Maggie Chavula is a Malawian footballer who plays as a defender for Ascent Soccer Academy and the Malawi women's national football team. In 2026, she was named in Malawi's 23-member squad for the Women's Africa Cup of Nations in Morocco, becoming part of the squad for the country's maiden appearance at the continental tournament.

== Early life and development==
Maggie Chavula, then aged 18, was among the Ascent Soccer players who featured for the Malawi Senior Women's National Team during the 2023 COSAFA Women's Championship. She was part of the Scorchers squad as Malawi won the tournament for the first time in its history, defeating Zambia 2–1 in the final. The achievement marked an early milestone in Chavula's senior international career alongside fellow young Ascent players Rose Kabzere, Leticia Chinyamula and Faith Chinzumu.

==Club career==

=== Ascent Soccer Academy ===
She was part of the Ascent side that competed in national women's competitions and helped establish the academy as one of the strongest teams in the country.

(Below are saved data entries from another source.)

use anyhow::Context;
use ark_server::{ArkServer, RootConfig, ServerConfig};
use ark_upload::{JournalPersistence, Persistence};
use colored::Colorize;
use tracing::debug;

use crate::cli::{Cli, Command, JournalArgs, ServeArgs};

pub async fn run_command(cli: Cli) -> anyhow::Result<()> {
    match cli.command {
        Command::Serve(args) => cmd_serve(args).await,
        Command::Config(args) => cmd_config(args),
        Command::Sessions(args) => cmd_sessions(args).await,
        Command::Compact(args) => cmd_compact(args).await,
    }
}

/// Load the config file, if any, and apply command-line overrides.
fn effective_config(args: ServeArgs) -> anyhow::Result<ServerConfig> {
    let mut config = match &args.config {
        Some(path) => ServerConfig::load(path)?,
        None => ServerConfig::default(),
    };
    if let Some(bind) = args.bind {
        config.bind_addr = bind;
    }
    if let Some(root) = args.root {
        config.root = root;
    }
    if let Some(id) = args.storage_root_id {
        config.storage_root_id = id;
    }
    if let Some(journal) = args.journal {
        config.journal_path = Some(journal);
    }
    config
        .roots
        .extend(args.extra_roots.into_iter().map(|(id, path)| RootConfig { id, path }));
    if args.no_uploads {
        config.uploads_dir = None;
    }
    if args.require_auth {
        config.allow_anonymous = false;
    }
    config.validate()?;
    Ok(config)
}

async fn cmd_serve(args: ServeArgs) -> anyhow::Result<()> {
    let config = effective_config(args)?;
    debug!(?config, "effective configuration");
    println!(
        "{} ark serving {} on {}",
        "✓".green().bold(),
        config.root.display().to_string().bold(),
        config.bind_addr.to_string().cyan()
    );
    for root in &config.roots {
        println!("  also serving {} from {}", root.id.yellow(), root.path.display());
    }
    ArkServer::new(config).serve().await?;
    Ok(())
}

fn cmd_config(args: ServeArgs) -> anyhow::Result<()> {
    print!("{}", effective_config(args)?.to_toml_string()?);
    Ok(())
}

async fn cmd_sessions(args: JournalArgs) -> anyhow::Result<()> {
    let journal = open_journal(&args)?;
    let ids = journal.session_ids().await?;
    if ids.is_empty() {
        println!("No upload sessions.");
        return Ok(());
    }
    for id in ids {
        let record = journal.get_session(&id).await?;
        println!(
            "{}  {}  {} upload(s)  {}",
            record.id.yellow(),
            record.created_at.format("%Y-%m-%d %H:%M:%S"),
            record.uploads.len(),
            record.config.user_id.bold()
        );
    }
    Ok(())
}

async fn cmd_compact(args: JournalArgs) -> anyhow::Result<()> {
    let journal = open_journal(&args)?;
    let before = journal.offset();
    let after = journal.compact().await?;
    println!(
        "{} Compacted {}: {} -> {} bytes",
        "✓".green(),
        args.path.display(),
        before,
        after
    );
    Ok(())
}

fn open_journal(args: &JournalArgs) -> anyhow::Result<JournalPersistence> {
    if !args.path.exists() {
        anyhow::bail!("no journal at {}", args.path.display());
    }
    JournalPersistence::open(&args.path)
        .with_context(|| format!("opening journal {}", args.path.display()))
}
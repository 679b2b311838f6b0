use axum::routing::{get, post};
use axum::Router;
use tower_http::limit::RequestBodyLimitLayer;
use tower_http::trace::TraceLayer;

use crate::handler;
use crate::state::AppState;

/// Build the axum router with all ark endpoints.
pub fn build_router(state: AppState) -> Router {
    let upload_limit = usize::try_from(state.config.max_upload_size).unwrap_or(usize::MAX);
    Router::new()
        .route("/v1/health", get(handler::health_handler))
        .route("/v1/info", get(handler::info_handler))
        .route("/v1/roots", get(handler::list_roots_handler))
        .route(
            "/v1/roots/:root/objects/:id",
            get(handler::get_object_handler).delete(handler::delete_object_handler),
        )
        .route(
            "/v1/roots/:root/objects/:id/manifest",
            get(handler::get_manifest_handler),
        )
        .route(
            "/v1/roots/:root/objects/:id/content/*path",
            get(handler::get_content_handler),
        )
        .route(
            "/v1/roots/:root/objects/:id/commit",
            post(handler::commit_handler),
        )
        .route(
            "/v1/uploads",
            get(handler::list_sessions_handler).post(handler::new_session_handler),
        )
        .route(
            "/v1/uploads/:id",
            get(handler::get_session_handler)
                .delete(handler::delete_session_handler)
                .post(handler::upload_handler)
                .layer(RequestBodyLimitLayer::new(upload_limit)),
        )
        .layer(TraceLayer::new_for_http())
        .with_state(state)
}
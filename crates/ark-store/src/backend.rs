use std::sync::Arc;

use async_trait::async_trait;

use crate::error::StoreResult;
use crate::fs::WriteFs;
use crate::inventory::Inventory;
use crate::stage::{CommitOptions, Stage};

/// A resolved object: its id, its path on the backing filesystem, and its
/// current inventory.
#[derive(Clone, Debug)]
pub struct ObjectRef {
    pub id: String,
    pub path: String,
    pub inventory: Inventory,
}

/// Versioned-object semantics over a backing filesystem.
///
/// A backend does no locking of its own; [`crate::StorageRoot`] serializes
/// mutations per object id before calling into it.
#[async_trait]
pub trait VersionedBackend: Send + Sync {
    /// The filesystem objects are stored on.
    fn fs(&self) -> Arc<dyn WriteFs>;

    /// Path of the object's directory on [`VersionedBackend::fs`]. The object
    /// need not exist.
    fn resolve_id(&self, object_id: &str) -> String;

    /// Load the object. Fails with [`crate::StoreError::NotFound`] if it
    /// doesn't exist.
    async fn get_object(&self, object_id: &str) -> StoreResult<ObjectRef>;

    /// Create the object, or add a version to it, from `stage`.
    async fn commit(
        &self,
        object_id: &str,
        stage: &Stage,
        options: &CommitOptions,
    ) -> StoreResult<()>;
}
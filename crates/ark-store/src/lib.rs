//! Versioned object storage for ark.
//!
//! An object is an immutable-once-committed, versioned package of files
//! identified by a caller-chosen id. Each version records a complete mapping
//! from digest to logical paths; the object-wide manifest maps each digest to
//! the content file holding its bytes.
//!
//! # Layers
//!
//! - [`WriteFs`] -- the backing filesystem contract; [`LocalFs`] implements it
//!   over a local directory
//! - [`VersionedBackend`] -- versioned-object semantics on top of a
//!   filesystem; [`InventoryBackend`] is the reference implementation
//! - [`StorageRoot`] -- the access protocol: every read holds a shared lease
//!   on the object id for the life of the returned handle, every commit or
//!   delete holds an exclusive lease for the whole operation
//!
//! # Design Rules
//!
//! 1. Lease acquisition never waits; contention is an immediate error.
//! 2. A failed read releases its lease before the error is returned.
//! 3. Commits and deletes run detached from the caller once the exclusive
//!    lease is held, and release it unconditionally when they finish.
//! 4. Object-not-found is never reported as a lock error.

pub mod backend;
pub mod error;
pub mod fs;
pub mod inventory;
pub mod reader;
pub mod root;
pub mod stage;

pub use backend::{ObjectRef, VersionedBackend};
pub use error::{StoreError, StoreResult};
pub use fs::{DirEntry, LocalFs, WriteFs};
pub use inventory::{Inventory, InventoryBackend, Version};
pub use reader::DigestReader;
pub use root::{ObjectManifest, ObjectVersion, StorageRoot};
pub use stage::{
    CommitOptions, ContentRef, ContentSource, DigestMap, FileInfo, FixitySource, Stage, User,
};
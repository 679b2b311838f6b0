//! Crash-recoverable session journal.
//!
//! Every change to the session set is appended to a single file as one
//! framed entry:
//!
//! ```text
//! [4 bytes: payload length (little-endian u32)]
//! [4 bytes: CRC32 of payload (little-endian u32)]
//! [N bytes: payload (bincode-serialized JournalEvent)]
//! ```
//!
//! Opening the journal replays it into an in-memory index. A torn entry at
//! the tail (a crash mid-append) ends replay and is cut off so later appends
//! stay reachable; entries failing their CRC are skipped.

use std::collections::HashMap;
use std::fs::{self, File, OpenOptions};
use std::io::{BufWriter, Write};
use std::path::{Path, PathBuf};
use std::sync::{Arc, Mutex, MutexGuard, PoisonError};

use async_trait::async_trait;
use serde::{Deserialize, Serialize};
use tracing::{debug, info, warn};

use crate::error::{PersistResult, PersistenceError};
use crate::persistence::Persistence;
use crate::types::{SessionRecord, Upload};

const HEADER_SIZE: usize = 8;

/// One journaled change.
#[derive(Clone, Debug, PartialEq, Serialize, Deserialize)]
enum JournalEvent {
    SessionCreated(SessionRecord),
    UploadCreated { session_id: String, upload: Upload },
    SessionDeleted { session_id: String },
}

/// When appended entries are forced to disk.
#[derive(Clone, Copy, Debug, Default, PartialEq, Eq)]
pub enum SyncMode {
    /// `fsync` after every append.
    #[default]
    EveryWrite,
    /// Flush to the OS and let it decide.
    OsDefault,
}

struct JournalState {
    file: File,
    offset: u64,
    // Bytes past `offset` may be on disk from a failed append.
    dirty: bool,
    sessions: HashMap<String, SessionRecord>,
}

struct JournalInner {
    path: PathBuf,
    sync: SyncMode,
    state: Mutex<JournalState>,
}

/// [`Persistence`] backed by an append-only journal file.
///
/// Reads are served from the replayed index; appends run on the blocking
/// thread pool.
#[derive(Clone)]
pub struct JournalPersistence {
    inner: Arc<JournalInner>,
}

impl JournalPersistence {
    /// Open (or create) the journal at `path`, fsyncing every append.
    pub fn open(path: impl AsRef<Path>) -> PersistResult<Self> {
        Self::open_with(path, SyncMode::default())
    }

    pub fn open_with(path: impl AsRef<Path>, sync: SyncMode) -> PersistResult<Self> {
        let path = path.as_ref();
        if let Some(parent) = path.parent() {
            fs::create_dir_all(parent)?;
        }
        let bytes = match fs::read(path) {
            Ok(b) => b,
            Err(e) if e.kind() == std::io::ErrorKind::NotFound => Vec::new(),
            Err(e) => return Err(e.into()),
        };
        let (events, valid_len) = replay(&bytes);

        let file = OpenOptions::new()
            .create(true)
            .read(true)
            .append(true)
            .open(path)?;
        if valid_len < bytes.len() as u64 {
            warn!(
                path = %path.display(),
                valid_len,
                file_len = bytes.len(),
                "discarding torn journal tail"
            );
            file.set_len(valid_len)?;
            file.sync_all()?;
        }

        let mut sessions = HashMap::new();
        for event in events {
            apply(&mut sessions, event);
        }
        info!(path = %path.display(), sessions = sessions.len(), "opened session journal");
        Ok(Self {
            inner: Arc::new(JournalInner {
                path: path.to_path_buf(),
                sync,
                state: Mutex::new(JournalState {
                    file,
                    offset: valid_len,
                    dirty: false,
                    sessions,
                }),
            }),
        })
    }

    pub fn path(&self) -> &Path {
        &self.inner.path
    }

    /// Current length of the journal file in bytes.
    pub fn offset(&self) -> u64 {
        self.inner.state().offset
    }

    /// Rewrite the journal with one entry per live session, dropping the
    /// history of deleted sessions. Returns the new length in bytes.
    pub async fn compact(&self) -> PersistResult<u64> {
        let inner = Arc::clone(&self.inner);
        blocking(move || inner.compact()).await
    }

    async fn append(&self, event: JournalEvent) -> PersistResult<()> {
        let inner = Arc::clone(&self.inner);
        blocking(move || inner.append(event)).await
    }
}

impl JournalInner {
    // Appends and index updates happen under one lock, so the index never
    // runs ahead of the file.
    fn state(&self) -> MutexGuard<'_, JournalState> {
        self.state.lock().unwrap_or_else(PoisonError::into_inner)
    }

    /// Write one event and apply it to the index. A failed append leaves
    /// neither the index nor the file changed: whatever part of the frame
    /// reached the file is cut off before anything else is written.
    fn append(&self, event: JournalEvent) -> PersistResult<()> {
        let mut state = self.state();
        if state.dirty {
            state.file.set_len(state.offset)?;
            state.dirty = false;
        }
        check(&state.sessions, &event)?;
        let frame = encode(&event)?;
        if let Err(e) = self.write_frame(&mut state.file, &frame) {
            match state.file.set_len(state.offset) {
                Ok(()) => warn!(offset = state.offset, error = %e, "journal append failed; rolled back"),
                Err(undo) => {
                    warn!(
                        offset = state.offset,
                        error = %e,
                        truncate_error = %undo,
                        "journal append failed; rollback pending"
                    );
                    state.dirty = true;
                }
            }
            return Err(e.into());
        }
        state.offset += frame.len() as u64;
        debug!(offset = state.offset, len = frame.len(), "journal append");
        apply(&mut state.sessions, event);
        Ok(())
    }

    fn write_frame(&self, file: &mut File, frame: &[u8]) -> std::io::Result<()> {
        file.write_all(frame)?;
        if self.sync == SyncMode::EveryWrite {
            file.sync_data()?;
        }
        Ok(())
    }

    fn compact(&self) -> PersistResult<u64> {
        let mut state = self.state();
        let tmp_path = self.path.with_extension("compact");
        let mut tmp = BufWriter::new(File::create(&tmp_path)?);
        let mut ids: Vec<&String> = state.sessions.keys().collect();
        ids.sort();
        let mut len = 0u64;
        for id in ids {
            let frame = encode(&JournalEvent::SessionCreated(state.sessions[id].clone()))?;
            tmp.write_all(&frame)?;
            len += frame.len() as u64;
        }
        tmp.flush()?;
        tmp.get_ref().sync_all()?;
        drop(tmp);
        fs::rename(&tmp_path, &self.path)?;

        state.file = OpenOptions::new().read(true).append(true).open(&self.path)?;
        state.dirty = false;
        let before = state.offset;
        state.offset = len;
        info!(before, after = len, sessions = state.sessions.len(), "compacted session journal");
        Ok(len)
    }
}

async fn blocking<T, F>(f: F) -> PersistResult<T>
where
    F: FnOnce() -> PersistResult<T> + Send + 'static,
    T: Send + 'static,
{
    tokio::task::spawn_blocking(f)
        .await
        .map_err(|e| PersistenceError::Internal(format!("journal task failed: {e}")))?
}

fn encode(event: &JournalEvent) -> PersistResult<Vec<u8>> {
    let payload =
        bincode::serialize(event).map_err(|e| PersistenceError::Serialization(e.to_string()))?;
    let mut frame = Vec::with_capacity(HEADER_SIZE + payload.len());
    frame.extend_from_slice(&(payload.len() as u32).to_le_bytes());
    frame.extend_from_slice(&crc32fast::hash(&payload).to_le_bytes());
    frame.extend_from_slice(&payload);
    Ok(frame)
}
use std::fmt;
use std::str::FromStr;

use serde::{Deserialize, Deserializer, Serialize, Serializer};

/// Digest algorithms understood by the store.
#[derive(Clone, Copy, Debug, PartialEq, Eq, Hash, PartialOrd, Ord)]
pub enum DigestAlgorithm {
    Sha512,
    Sha256,
    Sha1,
    Md5,
    Blake3,
}

impl DigestAlgorithm {
    /// Every supported algorithm, strongest first.
    pub const ALL: [Self; 5] = [
        Self::Sha512,
        Self::Sha256,
        Self::Blake3,
        Self::Sha1,
        Self::Md5,
    ];

    /// Canonical lowercase name.
    pub fn as_str(&self) -> &'static str {
        match self {
            Self::Sha512 => "sha512",
            Self::Sha256 => "sha256",
            Self::Sha1 => "sha1",
            Self::Md5 => "md5",
            Self::Blake3 => "blake3",
        }
    }

    /// Length of the hex-encoded digest.
    pub fn hex_len(&self) -> usize {
        match self {
            Self::Sha512 => 128,
            Self::Sha256 | Self::Blake3 => 64,
            Self::Sha1 => 40,
            Self::Md5 => 32,
        }
    }

    /// Algorithms acceptable as the primary (content-addressing) digest of an
    /// object. The others are only used for fixity.
    pub fn is_primary(&self) -> bool {
        matches!(self, Self::Sha512 | Self::Sha256)
    }

    /// Returns `true` if `value` looks like a digest produced by this
    /// algorithm (right length, lowercase hex).
    pub fn is_valid_hex(&self, value: &str) -> bool {
        value.len() == self.hex_len()
            && value
                .bytes()
                .all(|b| b.is_ascii_digit() || (b'a'..=b'f').contains(&b))
    }
}

impl fmt::Display for DigestAlgorithm {
    fn fmt(&self, f: &mut fmt::Formatter<'_>) -> fmt::Result {
        f.write_str(self.as_str())
    }
}

impl FromStr for DigestAlgorithm {
    type Err = DigestError;

    fn from_str(s: &str) -> Result<Self, Self::Err> {
        match s {
            "sha512" => Ok(Self::Sha512),
            "sha256" => Ok(Self::Sha256),
            "sha1" => Ok(Self::Sha1),
            "md5" => Ok(Self::Md5),
            "blake3" => Ok(Self::Blake3),
            _ => Err(DigestError::UnknownAlgorithm(s.to_string())),
        }
    }
}

impl Serialize for DigestAlgorithm {
    fn serialize<S: Serializer>(&self, serializer: S) -> Result<S::Ok, S::Error> {
        serializer.serialize_str(self.as_str())
    }
}

impl<'de> Deserialize<'de> for DigestAlgorithm {
    fn deserialize<D: Deserializer<'de>>(deserializer: D) -> Result<Self, D::Error> {
        let name = String::deserialize(deserializer)?;
        name.parse().map_err(serde::de::Error::custom)
    }
}

/// Errors from digest operations.
#[derive(Debug, Clone, thiserror::Error, PartialEq, Eq)]
pub enum DigestError {
    #[error("unsupported digest algorithm: {0:?}")]
    UnknownAlgorithm(String),
}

In 2024, Chavula was part of the Ascent side that represented Malawi in the COSAFA Women's Champions League qualifiers. During Ascent's opening match against Young Buffaloes of Eswatini, she featured in defence as the team secured a 2–1 victory.

In May 2024 Ascent Academy's youth team made the unprecedented occasion of winning a senior champion's league title. In June the National team invited the leading 30 footballing talents to a training camp. Rose Kadzere, Leticia Chinyamula, Faith Chinzimu and Alinafe Majora attended. However Chavula, Marium Mnenula and Maureen Kennet were busy with their exams so they missed on the event.

==International==
She went to Morocco in 2026 as part of Malawi's squad at the biennial Women's Africa Cup of Nations. They were ranked 153rd and they were the rank outsiders. The team from Malawi included five Ascent Academy players including Chavula. Another of the five was Rose Kadzere and she scored the winning goal against Ghana which qualified the team for FIFA Women's World Cup in Brazil in 2027. The team made the WAFCON final where they were defeated 3:0 by Cameroon who became the champions at their fourth time in a WAFCON final.

As runners up the team won $750,000. The First Lady, Gertrude Mutharika, hosted a luncheon for the team at the Kamuzu Presidential Palace on 20 August. The First Lady announced that each player was to receive 5 million kwacha from the President.